Friday, July 22, 2011

Fun Friday Videos

I know a lot of you are excited about the coming Hunger Games movie, so...have you seen the animated movie poster yet?

(You can see the animated poster at Slashfilm.)

This is just the coolest thing EVER, don't you think? I first saw it over at SuperPunch, who mused that someday soon all posters will be animated. As long as they're this amazing, I'm totally ok with that.

John and I both loved this video making the viral rounds today:

25 celebrity impressions in under six minutes. His Morgan Freeman gave me chills. So good!

In honor of San Diego Comic Con this weekend, here's anther viral hit that'll make you smile:

Speaking of which, I'll be spending the weekend living vicariously through everyone at SDCC via Twitter and the rest of the interwebz. I'm both jealous and glad I'm not a sweaty human pancake right now. Heh. (Can't wait 'til Dragon*Con!)

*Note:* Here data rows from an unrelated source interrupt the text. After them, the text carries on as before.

// Copyright 2021 System76 <info@system76.com>
// SPDX-License-Identifier: GPL-3.0-only

#[macro_use]
extern crate fomat_macros;

use pop_storage_core::*;

fn main() {
    let ctx = StorageContext::new(StorageConfig::load());
    let mut udev = UDev::new().unwrap();
    let mut t = ACellOwner::new();

    let mut disks = DiskSet::new();
    disks.reload(&mut udev, &mut t).unwrap();
    display(&disks.inventory, &t);

    disks.open_devices(&ctx, &Headless { answer: false }, &t).unwrap();
    let layout = disks.layout(&ctx, &t).unwrap();

    let mut partitions = Partitions::new();
    partitions.set_from_disk(&layout, &ctx.registry).unwrap();

    pintln!("Requests:");
    for request in partitions.requests() {
        pintln!(
            "  " (request.describe()) "\n"
            "    Size: " (partitions.actual_size(request.unique_id.unwrap_or_default()).unwrap_or_default()) " MB"
            if let Some(label) = request.fslabel.as_ref() {
                "\n    Label: " (label)
            }
        );
    }

    for encrypted in disks.encrypted_devices(&t) {
        pintln!("Encrypted: " (encrypted.device) " (" (encrypted.uuid) ") mapped to " [encrypted.mapped]);
    }
}

fn display(inventory: &BlockInventory, t: &ACellOwner) {
    fn display_children(inventory: &BlockInventory, info: &BlockInfo, level: usize, t: &ACellOwner) {
        let indent = "  ".repeat(level);

        for child in &info.children {
            let block = match inventory.get(child) {
                Some(block) => block,
                None => continue,
            };

            let device = block.info(t);
            match block {
                BlockNode::DeviceMap(map) => {
                    let map = map.ro(t);
                    pintln!(
                        (indent) "Child: " (device.name) "\n"
                        (indent) "  Size: " (device.size_mb()) " MB\n"
                        (indent) "  DM Name: " (map.name) "\n"
                        (indent) "  LV Name: " [map.lv_name] "\n"
                        (indent) "  VG Name: " [map.vg_name] "\n"
                        (indent) "  FS: " [device.fs]
                    );
                }
                BlockNode::Array(array) => {
                    pintln!(
                        (indent) "Array: " (device.name) "\n"
                        (indent) "  Level: " [array.ro(t).level] "\n"
                        (indent) "  FS: " [device.fs]
                    );
                }
                _ => continue,
            }

            display_children(inventory, device, level + 1, t);
        }
    }

    for disk in inventory.disks(t) {
        pintln!(
            "Disk: " (disk.device.name) "\n"
            "  Size: " (disk.device.size_mb()) " MB\n"
            "  Sector Size: " (disk.sector_size) "\n"
            "  Model: " (disk.model) "\n"
            "  Serial: " (disk.serial) "\n"
            "  Table: " [disk.table] "\n"
            "  Removable: " (disk.removable)
        );

        display_children(inventory, &disk.device, 2, t);

        for name in &disk.partitions {
            let partition = match inventory.get(name) {
                Some(BlockNode::Partition(partition)) => partition.ro(t),
                _ => continue,
            };

            pintln!(
                "    Partition: " (partition.device.name) "\n"
                "      Number: " (partition.number) "\n"
                "      Size: " (partition.device.size_mb()) " MB\n"
                "      Offset: " (partition.offset) "\n"
                "      PartUUID: " (partition.uuid) "\n"
                "      FS: " [partition.device.fs]
            );

            display_children(inventory, &partition.device, 4, t);
        }
    }
}
// Copyright 2021 System76 <info@system76.com>
// SPDX-License-Identifier: LGPL-3.0-only

//! Configuration files written into the installed system.

use super::{EntryState, FileSystemSet, FileSystemSetEntry};
use crate::devices::Device;
use crate::errors::{OperationError, Result};
use crate::raid::{self, ConfArray};
use std::collections::BTreeMap;
use std::fs;
use std::path::Path;

impl FileSystemSetEntry {
    /// Device column of the mount table.
    fn fstab_device(&self) -> String {
        if let Some(label) = self.label.as_deref() {
            let on_volume = matches!(self.device.unwrapped(), Device::LogicalVolume(_));
            if self.kind.supports_label() && !on_volume {
                return format!("LABEL={}", label);
            }
        }

        self.device.fstab_name()
    }

    fn fstab_mountpoint(&self) -> &str {
        if self.kind.is_swap() {
            "swap"
        } else {
            self.mountpoint.as_deref().unwrap_or("none")
        }
    }
}

impl FileSystemSet {
    /// Contents of `/etc/fstab`.
    pub fn fstab(&self) -> String {
        let mut fstab = String::from("#\n# /etc/fstab\n# Created by the installer\n#\n");

        for entry in self.entries.iter().filter(|e| e.is_mountable()) {
            fstab.push_str(&format!(
                "{:<23} {:<23} {:<7} {:<15} {} {}\n",
                entry.fstab_device(),
                entry.fstab_mountpoint(),
                entry.kind.fstab_type(),
                entry.mount_options(),
                entry.fsck_pass(),
                entry.fsck_order()
            ));
        }

        fstab
    }

    /// Contents of `/etc/mtab`, listing what is currently mounted. Swap is omitted.
    pub fn mtab(&self) -> String {
        let mut mtab = String::new();

        for entry in &self.entries {
            if entry.state != EntryState::Mounted || entry.kind.is_swap() {
                continue;
            }

            if let Some(mountpoint) = entry.mountpoint.as_deref() {
                mtab.push_str(&format!(
                    "{} {} {} rw,{} 0 0\n",
                    entry.device.fstab_name(),
                    mountpoint,
                    entry.kind.fstab_type(),
                    entry.mount_options()
                ));
            }
        }

        mtab
    }

    /// Contents of `/etc/crypttab`, or nothing if no entry is encrypted.
    pub fn crypttab(&self) -> Option<String> {
        let mut lines = Vec::new();
        for entry in &self.entries {
            collect_luks(&entry.device, &mut lines);
        }

        if lines.is_empty() {
            return None;
        }

        lines.sort();
        lines.dedup();
        Some(lines.into_iter().map(|line| line + "\n").collect())
    }

    /// Arrays backing any entry, keyed by minor.
    pub fn raid_arrays(&self) -> Vec<ConfArray> {
        let mut arrays = BTreeMap::new();
        for entry in &self.entries {
            collect_raids(&entry.device, &mut arrays);
        }

        arrays.into_values().collect()
    }

    /// Writes the mount tables, and the md and crypt tables when they are needed,
    /// into `prefix/etc`.
    pub fn write(&self, prefix: &Path) -> Result<()> {
        let etc = prefix.join("etc");
        fs::create_dir_all(&etc).map_err(|why| OperationError::io(&etc, why))?;

        write_file(&etc.join("fstab"), &self.fstab())?;
        write_file(&etc.join("mtab"), &self.mtab())?;

        let arrays = self.raid_arrays();
        if !arrays.is_empty() {
            write_file(&etc.join("mdadm.conf"), &raid::mdadm_conf(&arrays))?;
        }

        if let Some(crypttab) = self.crypttab() {
            write_file(&etc.join("crypttab"), &crypttab)?;
        }

        Ok(())
    }
}

fn write_file(path: &Path, contents: &str) -> Result<()> {
    tracing::debug!("writing {:?}", path);
    fs::write(path, contents).map_err(|why| OperationError::io(path, why))
}

fn collect_raids(device: &Device, arrays: &mut BTreeMap<u32, ConfArray>) {
    match device {
        Device::Raid(array) => {
            arrays.insert(
                array.minor,
                ConfArray {
                    minor: array.minor,
                    level: array.level,
                    // Spares are not counted in the superblock's device count.
                    members: array.members.len() - array.spares.min(array.members.len()),
                },
            );

            for member in &array.members {
                collect_raids(member, arrays);
            }
        }
        Device::VolumeGroup(vg) => vg.pvs.iter().for_each(|pv| collect_raids(pv, arrays)),
        Device::LogicalVolume(lv) => lv.vg.pvs.iter().for_each(|pv| collect_raids(pv, arrays)),
        Device::Luks(luks) => collect_raids(&luks.inner, arrays),
        _ => (),
    }
}

fn collect_luks(device: &Device, lines: &mut Vec<String>) {
    match device {
        Device::Luks(luks) => {
            lines.push(luks.crypttab_line());
            collect_luks(&luks.inner, lines);
        }
        Device::Raid(array) => array.members.iter().for_each(|m| collect_luks(m, lines)),
        Device::VolumeGroup(vg) => vg.pvs.iter().for_each(|pv| collect_luks(pv, lines)),
        Device::LogicalVolume(lv) => lv.vg.pvs.iter().for_each(|pv| collect_luks(pv, lines)),
        _ => (),
    }
}

#[cfg(test)]
mod tests {
    use super::*;
    use crate::command::testing::RecordingRunner;
    use crate::context::testing::{context, scratch_dir};
    use crate::devices::{LuksDevice, RaidDevice};
    use crate::raid::RaidLevel;
    use std::sync::Arc;

    #[test]
    fn fstab_columns_are_fixed_width() {
        let runner = Arc::new(RecordingRunner::new());
        let ctx = context(runner);
        let mut set = FileSystemSet::new(&ctx.registry).unwrap();
        let ext3 = ctx.registry.get("ext3").unwrap().clone();
        let swap = ctx.registry.get("swap").unwrap().clone();

        set.add(FileSystemSetEntry::new(Device::partition("sda1"), Some("/"), ext3).with_label("/"));
        set.add(FileSystemSetEntry::new(Device::partition("sda2"), None, swap));

        let fstab = set.fstab();
        let lines: Vec<&str> = fstab.lines().filter(|l| !l.starts_with('#')).collect();

        assert_eq!(
            lines[0],
            "/dev/sda2               swap                    swap    defaults        0 0"
        );
        assert_eq!(
            lines[1],
            "LABEL=/                 /                       ext3    defaults        1 1"
        );
        assert_eq!(
            lines[2],
            "devpts                  /dev/pts                devpts  gid=5,mode=620  0 0"
        );
        assert_eq!(lines.len(), 6);
    }

    #[test]
    fn mtab_lists_mounted_filesystems_only() {
        let runner = Arc::new(RecordingRunner::new());
        let ctx = context(runner);
        let mut set = FileSystemSet::new(&ctx.registry).unwrap();
        let ext3 = ctx.registry.get("ext3").unwrap().clone();
        let swap = ctx.registry.get("swap").unwrap().clone();

        set.add(FileSystemSetEntry::new(Device::partition("sda1"), Some("/"), ext3.clone()));
        set.add(FileSystemSetEntry::new(Device::partition("sda3"), Some("/home"), ext3));
        set.add(FileSystemSetEntry::new(Device::partition("sda2"), None, swap));

        for entry in set.entries.iter_mut() {
            if entry.mountpoint.as_deref() != Some("/home") {
                entry.state = EntryState::Mounted;
            }
        }

        let mtab = set.mtab();
        assert!(mtab.contains("/dev/sda1 / ext3 rw,defaults 0 0\n"));
        assert!(mtab.contains("proc /proc proc rw,defaults 0 0\n"));
        assert!(!mtab.contains("sda2"));
        assert!(!mtab.contains("/home"));
    }

    #[test]
    fn raid_and_crypt_tables() {
        let runner = Arc::new(RecordingRunner::new());
        let ctx = context(runner);
        let mut set = FileSystemSet::new(&ctx.registry).unwrap();
        let ext3 = ctx.registry.get("ext3").unwrap().clone();

        let members = vec![Device::partition("sda1"), Device::partition("sdb1")];
        let md0 = Device::Raid(RaidDevice::new(0, RaidLevel::Raid1, members, 0, None, false));
        set.add(FileSystemSetEntry::new(md0, Some("/boot"), ext3.clone()));

        let md1 = Device::Raid(RaidDevice::new(
            1,
            RaidLevel::Raid5,
            vec![Device::partition("sda2"), Device::partition("sdb2"), Device::partition("sdc2")],
            0,
            Some(64),
            false,
        ));
        let luks = Device::Luks(LuksDevice::new(md1, "luks-md1", None, true));
        set.add(FileSystemSetEntry::new(luks, Some("/"), ext3));

        let prefix = scratch_dir("artifacts");
        set.write(&prefix).unwrap();

        let mdadm = fs::read_to_string(prefix.join("etc/mdadm.conf")).unwrap();
        assert!(mdadm.contains("DEVICE partitions\nMAILADDR root\n"));
        assert!(mdadm.contains("ARRAY /dev/md0 super-minor=0 level=raid1 num-devices=2\n"));
        assert!(mdadm.contains("ARRAY /dev/md1 super-minor=1 level=raid5 num-devices=3\n"));

        let crypttab = fs::read_to_string(prefix.join("etc/crypttab")).unwrap();
        assert_eq!(crypttab, "luks-md1 /dev/md1 none\n");

        let fstab = fs::read_to_string(prefix.join("etc/fstab")).unwrap();
        assert!(fstab.contains("/dev/mapper/luks-md1"));
        assert!(prefix.join("etc/mtab").exists());
    }

    #[test]
    fn md_table_counts_active_devices_only() {
        let runner = Arc::new(RecordingRunner::new());
        let ctx = context(runner);
        let mut set = FileSystemSet::new(&ctx.registry).unwrap();
        let ext4 = ctx.registry.get("ext4").unwrap().clone();

        let members = ["sda1", "sdb1", "sdc1", "sdd1"].iter().map(|name| Device::partition(name)).collect();
        let md0 = Device::Raid(RaidDevice::new(0, RaidLevel::Raid5, members, 1, None, false));
        set.add(FileSystemSetEntry::new(md0, Some("/"), ext4));

        let arrays = set.raid_arrays();
        assert_eq!(arrays.len(), 1);
        assert_eq!(arrays[0].members, 3);

        let prefix = scratch_dir("artifacts-spares");
        set.write(&prefix).unwrap();

        let mdadm = fs::read_to_string(prefix.join("etc/mdadm.conf")).unwrap();
        assert!(mdadm.contains("ARRAY /dev/md0 super-minor=0 level=raid5 num-devices=3\n"));
    }
}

Which leads me to this week's Yahoo exclusive on Victoria Schmidt, geek girl and cosplay enthusiast:

(thanks to Missy & Maria for sharing this on the Epbot FB page!)

Love her SO MUCH.

More upcoming movie greatness: the third Hobbit production video has been released! This one focuses on the 13 Dwarves:

And finally, a bit of random awesomeness: know Penn & Teller? The magicians? I love their performances, and I especially love Teller. Maybe it's a kindred introvert thing. (Penn will often say in interviews that Teller is the real brains behind their illusions, and is the perfectionist of the two, spending hours every night after every performance, practicing new routines.)

Anyway...wanna hear him talk? :D

I found this via BoingBoing:

(skip to about 1:15, and turn your sound way up; it's not a great recording.)

When I met Teller after a performance last year I was so struck by his voice that I think I could have listened to him read the phone book, but this really is a fascinating explanation of the use of diversion and repetition in a magic trick.

Ok, I think I've wasted enough of your Friday night already. Now, go have a great weekend!

Thursday, July 21, 2011

My Harry Potter Wand Display

John's mom and sister bought him a Harry Potter wand for his birthday last year, but we've never had a good way to display it. So, when the movie premiered last Thursday night, I decided that would be the ideal project to keep me busy while John was off at the theater. (I don't do well with movie theaters, so I stayed home.)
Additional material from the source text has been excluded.